下面是一个python版的DEMO,待修改完善。 生产上建议使用golang来编写。
代码语言:python代码运行次数:0复制# -*- coding: utf-8 -*-
# 采集指标,并上报到pushgateway
import psutil
from prometheus_client import CollectorRegistry, Gauge, push_to_gateway
# 获取所有进程信息
processes = psutil.process_iter(['pid', 'name', 'memory_percent','memory_info'])
# 创建一个字典来存储进程ID、名称和内存使用率
proc_info = [(proc.info['pid'], proc.info['name'], proc.info['memory_percent'], proc.info['memory_info']) for proc in processes]
# 过滤掉内存使用率为0的进程(通常表示无法获取准确信息)
proc_info = [proc for proc in proc_info if proc[2] != 0]
# 按照内存使用率降序排序
sorted_proc_info = sorted(proc_info, key=lambda x: x[2], reverse=True)
# 打印内存使用率最高的10个进程
data=[]
for proc in sorted_proc_info[:10]:
pid, name, memory_percent,memory_info = proc
print(f"PID: {pid}, Name: {name}, Memory Usage: {memory_percent}% , RSS_Mem: {memory_info._asdict()['rss']}")

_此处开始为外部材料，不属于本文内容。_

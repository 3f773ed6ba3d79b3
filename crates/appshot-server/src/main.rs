use anyhow::Context;
use tokio::net::TcpListener;
use tokio_util::sync::CancellationToken;
use tower_http::cors::CorsLayer;
use tower_http::limit::RequestBodyLimitLayer;
use tower_http::trace::TraceLayer;
use tracing_subscriber::EnvFilter;

use appshot_client::default_registry;
use appshot_core::cache::{CacheTtls, ScreenshotCache};
use appshot_core::config::RuntimeConfig;
use appshot_core::sweeper::MaintenanceSweeper;
use appshot_core::worker::{TracingWorkerReporter, WorkerPool};
use appshot_db::{Backends, DatabaseConfig, RedisConfig};
use appshot_server::accounts::AccountBook;
use appshot_server::{app, routes};

/// Largest accepted request body; a full batch is a few kilobytes.
const MAX_BODY_BYTES: usize = 64 * 1024;

#[tokio::main]
async fn main() -> anyhow::Result<()> {
    let _ = dotenvy::dotenv();

    tracing_subscriber::fmt()
        .with_env_filter(EnvFilter::from_default_env().add_directive("appshot=info".parse()?))
        .with_target(false)
        .init();

    let runtime = RuntimeConfig::from_env()?;
    let database = DatabaseConfig::from_env_optional()?;
    let redis = RedisConfig::from_env()?;
    let accounts = AccountBook::from_env()?;
    let admin_token = std::env::var("APPSHOT_ADMIN_TOKEN")
        .ok()
        .filter(|t| !t.is_empty());
    let port = std::env::var("APPSHOT_SERVER_PORT").unwrap_or_else(|_| "3000".to_string());
    let addr = format!("0.0.0.0:{port}");

    let backends = Backends::connect(database.as_ref(), redis.as_ref(), runtime.visibility_timeout)
        .await
        .context("Failed to initialise storage backends")?;

    let embedded_workers = match std::env::var("APPSHOT_EMBEDDED_WORKERS") {
        Ok(raw) => raw.parse::<bool>().with_context(|| {
            format!("Invalid APPSHOT_EMBEDDED_WORKERS '{raw}': expected true or false")
        })?,
        Err(_) => true,
    };
    if !embedded_workers && backends.is_process_local() {
        anyhow::bail!(
            "APPSHOT_EMBEDDED_WORKERS=false needs DATABASE_URL: the in-memory queue is not shared"
        );
    }

    let cancel = CancellationToken::new();
    let screenshots = ScreenshotCache::new(backends.cache.clone(), CacheTtls::default());

    let pool = if embedded_workers {
        let registry = default_registry(runtime.pool.scrape_timeout)?;
        let pool = WorkerPool::spawn(
            &registry,
            backends.jobs.clone(),
            backends.broker.clone(),
            screenshots,
            runtime.retry.clone(),
            runtime.pool.clone(),
            TracingWorkerReporter,
            cancel.child_token(),
        )?;
        tracing::info!(workers = pool.worker_count(), "Embedded workers started");
        Some(pool)
    } else {
        None
    };

    let sweeper = MaintenanceSweeper::new(
        backends.cache.clone(),
        backends.jobs.clone(),
        runtime.sweeper.clone(),
    );
    let sweeper_token = cancel.child_token();
    let sweeper_handle = tokio::spawn(async move { sweeper.run(sweeper_token).await });

    let state = app::build_state(&backends, &runtime, accounts, admin_token);
    let app = routes::router(state)
        .layer(RequestBodyLimitLayer::new(MAX_BODY_BYTES))
        .layer(TraceLayer::new_for_http())
        .layer(CorsLayer::permissive());

    tracing::info!("Starting server on {addr}");
    let listener = TcpListener::bind(&addr).await?;
    axum::serve(listener, app)
        .with_graceful_shutdown(shutdown_signal())
        .await?;

    cancel.cancel();
    if let Some(pool) = pool {
        pool.shutdown().await;
    }
    let _ = sweeper_handle.await;
    tracing::info!("Shutdown complete");

    Ok(())
}

async fn shutdown_signal() {
    if let Err(e) = tokio::signal::ctrl_c().await {
        tracing::error!(error = %e, "Failed to install CTRL+C handler");
        std::future::pending::<()>().await;
    }
    tracing::info!("Shutdown signal received");
}
pub mod backend;
pub mod config;
pub mod database;
pub mod job_repository;
pub mod queue_repository;
pub mod redis_cache;

pub use backend::{Backends, BrokerBackend, CacheBackend, JobBackend};
pub use config::{DatabaseConfig, RedisConfig};
pub use database::Database;
pub use job_repository::JobRepository;
pub use queue_repository::QueueRepository;
pub use redis_cache::RedisCache;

res = {"pid": pid,"name":name,"mem_usage": memory_percent,"rss_mem": memory_info._asdict()['rss']}
data.append(res)
# Pushgateway的地址
pushgateway_url = 'http://localhost:9091'
# 创建CollectorRegistry实例
registry = CollectorRegistry()
# 创建Gauge类型的metrics
metrics = {
'mem_usage': Gauge('memory_usage', 'Percentage of usage', registry=registry, labelnames=['pid', 'name']),
'rss_mem': Gauge('rss_mem', 'Resident Set Size in bytes', registry=registry, labelnames=['pid', 'name']),
}
# 设置metrics的值
for item in data:
pid = item['pid']
name = item['name']
mem_usage = item['mem_usage']
rss_mem = item['rss_mem']
# 根据进程名选择正确的metrics
metrics['mem_usage'].labels(pid=pid, name=name).set(mem_usage)
metrics['rss_mem'].labels(pid=pid, name=name).set(rss_mem)
# 将metrics推送到Pushgateway
# TODO 这里的instance要改为获取主机的主机名或者IP地址
push_to_gateway(pushgateway_url, job='process_metrics', registry=registry,grouping_key={"instance": "devops-all-01"},)
print("Metrics successfully pushed to Pushgateway")
执行如下:
最终grafana的效果如下(建议根据instance绘图,在左上角配置个下拉列表):
UPDATE 20240627 用golang重写了下,便于各处拷贝运行,代码如下:
代码语言:txt复制package main
import (
"fmt"
"flag"
"log"
"net"
"sort"
"os"
"github.com/prometheus/client_golang/prometheus"
"github.com/prometheus/client_golang/prometheus/push"
"github.com/shirou/gopsutil/v3/process"
)
func main() {
// 命令行参数解析
pushgatewayURL := flag.String("url", "http://localhost:9091", "The URL of the Pushgateway.")
flag.Parse()
// 获取所有进程
processes, err := process.Processes()
if err != nil {
log.Fatalf("Failed to get processes: %v", err)
}
// 初始化进程信息切片,这次直接使用RSS作为排序依据
type ProcessInfo struct {
PID int32
Name string
RSS uint64
}
var processInfos []ProcessInfo
// 收集每个进程的RSS信息
for _, p := range processes {
memInfo, err := p.MemoryInfo()
if err != nil {
log.Printf("Failed to get memory info for PID %d: %v", p.Pid, err)
continue
}
name, err := p.Name()
if err != nil {
log.Printf("Failed to get name for PID %d: %v", p.Pid, err)
continue
}
processInfos = append(processInfos, ProcessInfo{
PID: p.Pid,
Name: name,
RSS: memInfo.RSS,
})
}
// 按RSS降序排序
sort.Slice(processInfos, func(i, j int) bool {
return processInfos[i].RSS > processInfos[j].RSS
})
// 取前10个
topProcesses := processInfos[:10]
// 获取本机IP地址或主机名
var instanceID string
addrs, err := net.InterfaceAddrs()
if err != nil {
log.Printf("Failed to get IP addresses: %v, falling back to hostname.", err)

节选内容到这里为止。